What is needed is a copy of each line in the listing that contains "version".

Input data below:

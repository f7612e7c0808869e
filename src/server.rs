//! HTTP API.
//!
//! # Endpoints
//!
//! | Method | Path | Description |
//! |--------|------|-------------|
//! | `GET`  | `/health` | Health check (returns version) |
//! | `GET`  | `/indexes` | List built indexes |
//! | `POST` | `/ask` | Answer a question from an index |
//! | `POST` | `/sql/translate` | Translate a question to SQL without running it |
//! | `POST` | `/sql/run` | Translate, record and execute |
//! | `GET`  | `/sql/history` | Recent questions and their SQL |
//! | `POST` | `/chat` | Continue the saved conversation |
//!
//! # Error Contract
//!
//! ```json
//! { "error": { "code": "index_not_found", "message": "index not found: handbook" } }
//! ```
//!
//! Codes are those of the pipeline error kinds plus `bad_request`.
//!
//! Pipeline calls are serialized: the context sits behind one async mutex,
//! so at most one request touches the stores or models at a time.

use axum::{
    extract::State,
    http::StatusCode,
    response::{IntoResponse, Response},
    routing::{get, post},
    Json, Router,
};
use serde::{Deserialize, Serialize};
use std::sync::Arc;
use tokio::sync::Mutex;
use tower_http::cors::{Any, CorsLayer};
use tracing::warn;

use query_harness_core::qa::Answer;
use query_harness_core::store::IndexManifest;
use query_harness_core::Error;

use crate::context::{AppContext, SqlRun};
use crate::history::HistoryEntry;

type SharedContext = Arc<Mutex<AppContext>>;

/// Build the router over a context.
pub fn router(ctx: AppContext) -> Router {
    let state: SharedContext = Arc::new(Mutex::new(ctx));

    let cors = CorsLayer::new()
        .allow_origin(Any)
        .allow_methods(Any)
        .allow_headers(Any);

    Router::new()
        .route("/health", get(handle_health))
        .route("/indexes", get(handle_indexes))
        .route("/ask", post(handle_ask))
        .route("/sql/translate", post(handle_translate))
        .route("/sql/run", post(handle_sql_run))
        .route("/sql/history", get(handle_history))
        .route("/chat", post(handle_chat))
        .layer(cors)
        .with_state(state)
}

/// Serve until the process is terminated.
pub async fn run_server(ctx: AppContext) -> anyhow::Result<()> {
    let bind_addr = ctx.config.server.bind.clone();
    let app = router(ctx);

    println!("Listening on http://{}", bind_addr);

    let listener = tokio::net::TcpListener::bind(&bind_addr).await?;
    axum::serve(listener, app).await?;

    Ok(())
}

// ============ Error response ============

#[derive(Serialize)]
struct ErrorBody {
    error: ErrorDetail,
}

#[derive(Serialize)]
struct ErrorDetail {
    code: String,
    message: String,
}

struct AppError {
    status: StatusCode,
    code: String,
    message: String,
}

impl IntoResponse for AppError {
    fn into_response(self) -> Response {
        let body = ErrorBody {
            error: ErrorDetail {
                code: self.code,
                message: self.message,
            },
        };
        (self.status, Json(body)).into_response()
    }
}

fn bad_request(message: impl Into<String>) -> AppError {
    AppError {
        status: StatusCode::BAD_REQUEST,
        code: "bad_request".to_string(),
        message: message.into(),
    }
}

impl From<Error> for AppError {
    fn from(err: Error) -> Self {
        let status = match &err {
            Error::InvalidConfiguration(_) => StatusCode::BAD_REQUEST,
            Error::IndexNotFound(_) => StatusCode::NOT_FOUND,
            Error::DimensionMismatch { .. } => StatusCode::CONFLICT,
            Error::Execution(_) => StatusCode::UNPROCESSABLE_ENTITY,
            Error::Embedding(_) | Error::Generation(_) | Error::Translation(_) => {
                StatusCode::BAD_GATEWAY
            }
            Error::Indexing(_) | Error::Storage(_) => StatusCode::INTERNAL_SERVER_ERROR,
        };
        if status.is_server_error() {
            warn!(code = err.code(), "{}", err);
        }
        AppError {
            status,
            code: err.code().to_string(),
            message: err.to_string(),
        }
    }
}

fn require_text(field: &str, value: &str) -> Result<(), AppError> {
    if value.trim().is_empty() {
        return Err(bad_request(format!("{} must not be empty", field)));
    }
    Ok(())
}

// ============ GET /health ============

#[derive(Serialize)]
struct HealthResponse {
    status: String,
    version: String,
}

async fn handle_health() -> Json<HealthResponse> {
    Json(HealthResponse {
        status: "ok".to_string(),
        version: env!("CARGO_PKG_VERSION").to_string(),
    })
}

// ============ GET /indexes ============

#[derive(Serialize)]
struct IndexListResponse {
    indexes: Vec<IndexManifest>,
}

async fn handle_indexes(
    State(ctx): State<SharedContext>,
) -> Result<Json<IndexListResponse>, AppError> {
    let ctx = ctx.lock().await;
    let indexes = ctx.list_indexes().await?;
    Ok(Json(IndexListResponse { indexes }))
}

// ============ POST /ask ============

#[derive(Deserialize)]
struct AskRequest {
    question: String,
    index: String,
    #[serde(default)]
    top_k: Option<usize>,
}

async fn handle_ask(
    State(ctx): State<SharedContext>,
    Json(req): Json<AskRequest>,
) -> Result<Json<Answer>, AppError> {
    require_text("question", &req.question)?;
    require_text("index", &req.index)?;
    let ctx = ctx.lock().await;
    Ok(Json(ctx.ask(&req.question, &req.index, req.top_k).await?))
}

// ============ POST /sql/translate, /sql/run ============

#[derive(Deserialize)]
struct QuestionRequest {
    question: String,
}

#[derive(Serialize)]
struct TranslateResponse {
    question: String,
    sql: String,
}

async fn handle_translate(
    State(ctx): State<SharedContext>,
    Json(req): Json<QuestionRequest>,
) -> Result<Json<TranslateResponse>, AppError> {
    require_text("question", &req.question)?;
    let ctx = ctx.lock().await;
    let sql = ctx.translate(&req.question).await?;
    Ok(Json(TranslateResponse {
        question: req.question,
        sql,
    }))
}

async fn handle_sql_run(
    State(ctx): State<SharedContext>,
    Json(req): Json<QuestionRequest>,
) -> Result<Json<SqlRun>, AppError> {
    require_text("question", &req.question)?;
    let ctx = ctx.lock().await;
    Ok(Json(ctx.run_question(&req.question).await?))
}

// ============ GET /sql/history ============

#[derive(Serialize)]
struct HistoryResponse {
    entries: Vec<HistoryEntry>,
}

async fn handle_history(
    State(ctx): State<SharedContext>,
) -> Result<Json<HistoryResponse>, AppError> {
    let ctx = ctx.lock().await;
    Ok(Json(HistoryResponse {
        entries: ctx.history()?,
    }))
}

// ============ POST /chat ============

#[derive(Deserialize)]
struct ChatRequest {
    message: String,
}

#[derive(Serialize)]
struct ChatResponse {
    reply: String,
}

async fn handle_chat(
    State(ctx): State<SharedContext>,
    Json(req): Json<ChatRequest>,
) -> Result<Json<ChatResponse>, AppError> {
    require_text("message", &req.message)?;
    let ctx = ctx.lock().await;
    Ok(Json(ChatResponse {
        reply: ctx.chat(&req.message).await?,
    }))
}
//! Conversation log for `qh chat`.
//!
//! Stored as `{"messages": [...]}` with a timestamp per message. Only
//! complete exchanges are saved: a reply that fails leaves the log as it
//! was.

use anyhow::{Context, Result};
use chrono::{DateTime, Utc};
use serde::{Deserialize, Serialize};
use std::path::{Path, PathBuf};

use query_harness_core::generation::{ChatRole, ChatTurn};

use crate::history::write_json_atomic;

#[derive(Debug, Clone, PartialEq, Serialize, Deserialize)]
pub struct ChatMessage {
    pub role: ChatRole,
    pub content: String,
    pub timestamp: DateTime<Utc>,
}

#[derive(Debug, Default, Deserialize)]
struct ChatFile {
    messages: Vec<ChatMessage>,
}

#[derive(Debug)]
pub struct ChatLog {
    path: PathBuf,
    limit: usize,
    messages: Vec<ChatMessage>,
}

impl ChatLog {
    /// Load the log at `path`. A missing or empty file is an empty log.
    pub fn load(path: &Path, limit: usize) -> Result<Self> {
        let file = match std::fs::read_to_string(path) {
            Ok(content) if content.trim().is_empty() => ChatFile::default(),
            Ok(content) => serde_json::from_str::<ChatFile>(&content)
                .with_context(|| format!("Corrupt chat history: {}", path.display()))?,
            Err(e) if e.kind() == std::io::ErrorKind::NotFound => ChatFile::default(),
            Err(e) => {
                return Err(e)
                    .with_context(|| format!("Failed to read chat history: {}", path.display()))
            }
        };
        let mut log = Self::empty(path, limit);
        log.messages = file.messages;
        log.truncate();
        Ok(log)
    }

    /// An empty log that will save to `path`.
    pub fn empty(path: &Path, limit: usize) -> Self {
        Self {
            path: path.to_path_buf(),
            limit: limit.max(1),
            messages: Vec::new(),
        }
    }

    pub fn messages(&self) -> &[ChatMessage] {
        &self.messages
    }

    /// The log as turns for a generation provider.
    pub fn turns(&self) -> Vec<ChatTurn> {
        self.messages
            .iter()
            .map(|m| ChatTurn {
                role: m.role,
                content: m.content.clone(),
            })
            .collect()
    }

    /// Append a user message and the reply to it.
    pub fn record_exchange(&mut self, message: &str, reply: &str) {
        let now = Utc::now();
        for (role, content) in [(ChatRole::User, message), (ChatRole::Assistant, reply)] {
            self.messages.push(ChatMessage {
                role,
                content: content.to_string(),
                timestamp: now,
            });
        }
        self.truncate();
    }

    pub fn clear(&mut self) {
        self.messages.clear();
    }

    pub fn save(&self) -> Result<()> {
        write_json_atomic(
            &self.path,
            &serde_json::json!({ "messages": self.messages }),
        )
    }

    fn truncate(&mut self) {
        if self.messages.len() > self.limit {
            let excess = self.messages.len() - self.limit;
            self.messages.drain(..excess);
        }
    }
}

End of Input data.

Exercise response |
//! | `GET`  | `/health` | Health check (returns version) |
    version: String,
        version: env!("CARGO_PKG_VERSION").to_string(),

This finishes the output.